The ousting of Tim Parker last week, chairman of the National Trust, has been hailed as another skirmish in the wider culture wars. Variously accused of politicising the National Trust by pandering to such modish causes as Black Lives Matter and gay rights, Parker was undone by Restore Trust, a fifth column of Trust members who campaigned ‘to make all visitors feel welcome and included without demonizing anyone’s history or heritage.’
Parker’s defenestration through the mullioned windows has been gleefully welcomed as a strike against those who would pull at the moorings of British identity by denouncing our past.

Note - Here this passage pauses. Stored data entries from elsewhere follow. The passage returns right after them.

use std::{
    any::Any,
    fmt,
    future::Future,
    io, mem,
    panic::{self, resume_unwind, AssertUnwindSafe},
    pin::Pin,
    sync::{Arc, Weak},
    task::{Context, Poll, Waker},
    thread::{self, JoinHandle},
};

use crossbeam_channel::Sender;

use crate::sync::{Condvar, Mutex};

/// Creates a connected pair of [`Promise`] and [`Task`].
pub fn promise<T>() -> (Promise<T>, Task<T>) {
    let inner = Arc::new(PromiseInner::new());
    (
        Promise {
            inner: inner.clone(),
            settled: false,
        },
        Task {
            inner,
            canceller: None,
            thread: None,
        },
    )
}

/// The settlement of a [`Task`]: either a value, or a [`Fault`].
pub type Outcome<T> = Result<T, Fault>;

/// An opaque failure or cancellation reason carried by a settled [`Task`].
///
/// A `Fault` wraps whatever payload the settling side supplied: a value passed to
/// [`Promise::reject`] or [`Canceller::cancel`], a panic payload caught at a step boundary, or one
/// of this crate's marker types ([`PromiseDropped`], [`Cancelled`], and friends). The combinators
/// in this crate never inspect the payload; they pass it through unchanged. Use [`Fault::is`] and
/// [`Fault::downcast`] to get it back out.
pub struct Fault(Box<dyn Any + Send>);

impl Fault {
    /// Wraps `reason` in a `Fault`.
    pub fn new<R: Any + Send>(reason: R) -> Self {
        Self(Box::new(reason))
    }

    /// Wraps an already-boxed payload without boxing it again.
    ///
    /// Panic payloads arrive in this shape from `catch_unwind`.
    pub(crate) fn from_payload(payload: Box<dyn Any + Send>) -> Self {
        Self(payload)
    }

    /// Returns `true` if the payload is of type `R`.
    pub fn is<R: Any>(&self) -> bool {
        self.0.is::<R>()
    }

    /// Takes the payload out as an `R`, handing `self` back on a type mismatch.
    pub fn downcast<R: Any>(self) -> Result<R, Fault> {
        match self.0.downcast::<R>() {
            Ok(reason) => Ok(*reason),
            Err(payload) => Err(Self(payload)),
        }
    }

    /// Returns a reference to the payload if it is of type `R`.
    pub fn downcast_ref<R: Any>(&self) -> Option<&R> {
        self.0.downcast_ref::<R>()
    }
}

impl fmt::Debug for Fault {
    fn fmt(&self, f: &mut fmt::Formatter<'_>) -> fmt::Result {
        // Panic payloads and ad-hoc reasons are usually strings; show those and the common
        // markers, stay opaque otherwise.
        if let Some(s) = self.downcast_ref::<&str>() {
            write!(f, "Fault({s:?})")
        } else if let Some(s) = self.downcast_ref::<String>() {
            write!(f, "Fault({s:?})")
        } else if self.is::<PromiseDropped>() {
            f.write_str("Fault(PromiseDropped)")
        } else if self.is::<Cancelled>() {
            f.write_str("Fault(Cancelled)")
        } else {
            f.write_str("Fault(..)")
        }
    }
}

/// Fault payload of a [`Promise`] that was dropped without being settled.
///
/// This typically means one of two things:
///
/// - The code holding the promise deliberately decided not to settle it (for example, because it
///   skipped processing an item).
/// - The thread holding the promise panicked.
#[derive(Debug, Clone, Copy, PartialEq, Eq)]
pub struct PromiseDropped;

/// Fault payload of a task that was cancelled without an explicit reason.
///
/// [`race`][crate::race] fires the losers' cancellation tokens with this, and dropping an
/// unconsumed [`Task`] fires its own token with it.
#[derive(Debug, Clone, Copy, PartialEq, Eq)]
pub struct Cancelled;

enum PromiseState<T> {
    Pending {
        wakers: Vec<Waker>,
        watchers: Vec<Box<dyn FnOnce() + Send>>,
    },
    Settled(Outcome<T>),
    Taken,
}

Echoing similar rows over everything from statues to the England Rugby anthem, the notion that we might judge our ancestors by the standards of today has been as welcome as marmite on a scone to the conservative champions of English heritage.
But the Trust has long garnered and courted controversy. In his closing speech in 2014, former chairman Simon Jenkins remarked that the Trust should ‘never stop the flow of ideas, pushing the boundary of aesthetics and taste. If the Trust cannot join in these debates then it will die.’
It’s also hard to see how one of the largest representative organisations in the UK can escape public scrutiny. With 5.6 million members and over 50,000 volunteers, it’s comparable to the UK union movement but with a budget in excess of £680 million. It owns 250,000 hectares of land, the equivalent of two home counties, and 780 miles of coastline. Although it has faced an inevitable financial crisis through the pandemic, membership has actually increased as people sought out its open spaces. In happier times it was also extremely well-upholstered with funding coming from an eclectic range of sources from the National Lottery to selling renewable energy back to the grid.
Like all institutions that have found themselves under the spotlight in a polarising world, the Trust is faced with a conundrum. Can you remain a neutral custodian of historical assets if they are being weaponised by those that seek to rewire society? Parker may have been right to recognise the jeopardy in attempting neutrality, but efforts such as the Trust’s research into slavery links to its houses appeared designed more for shock value and woke-signalling than a contribution to cultural awareness.
As the search begins for a new National Trust chairman the role may not be short of applicants, but it has become harder to fill. Parker, a former businessman who was CEO of Clarks, the shoe company, Kwik-Fit, the AA, and Samsonite, clearly lacked the necessary political nous for the job. But following his justified exit, the focus should also fall on the wider board that appointed and advised him. A more substantial renovation may still be required.
At the same time, the Trust may need to overhaul its purpose. Framed as an ambition to ‘preserve and protect the heritage at our places and spaces – for everyone, forever’, it’s easy to see how a preoccupation with access has resulted in a populist approach.
For their part, the Restore Trust campaigners would have the organisation ‘restore the aesthetic experience of the NT’s properties, so that visitors can enjoy them visually, spatially, and sometimes peacefully, without intrusive interpretation.’ But the avoidance of historical interpretation would seem a naïve hope given the winds of public discourse billowing round the Trust’s ramparts. If trust in the Trust is to be restored, a middle ground needs to be found between the aesthetic elitism advocated by Restore Trust’s Jesuits, and the craven populism practiced by Tim Parker. Perhaps then we might make peace with our history.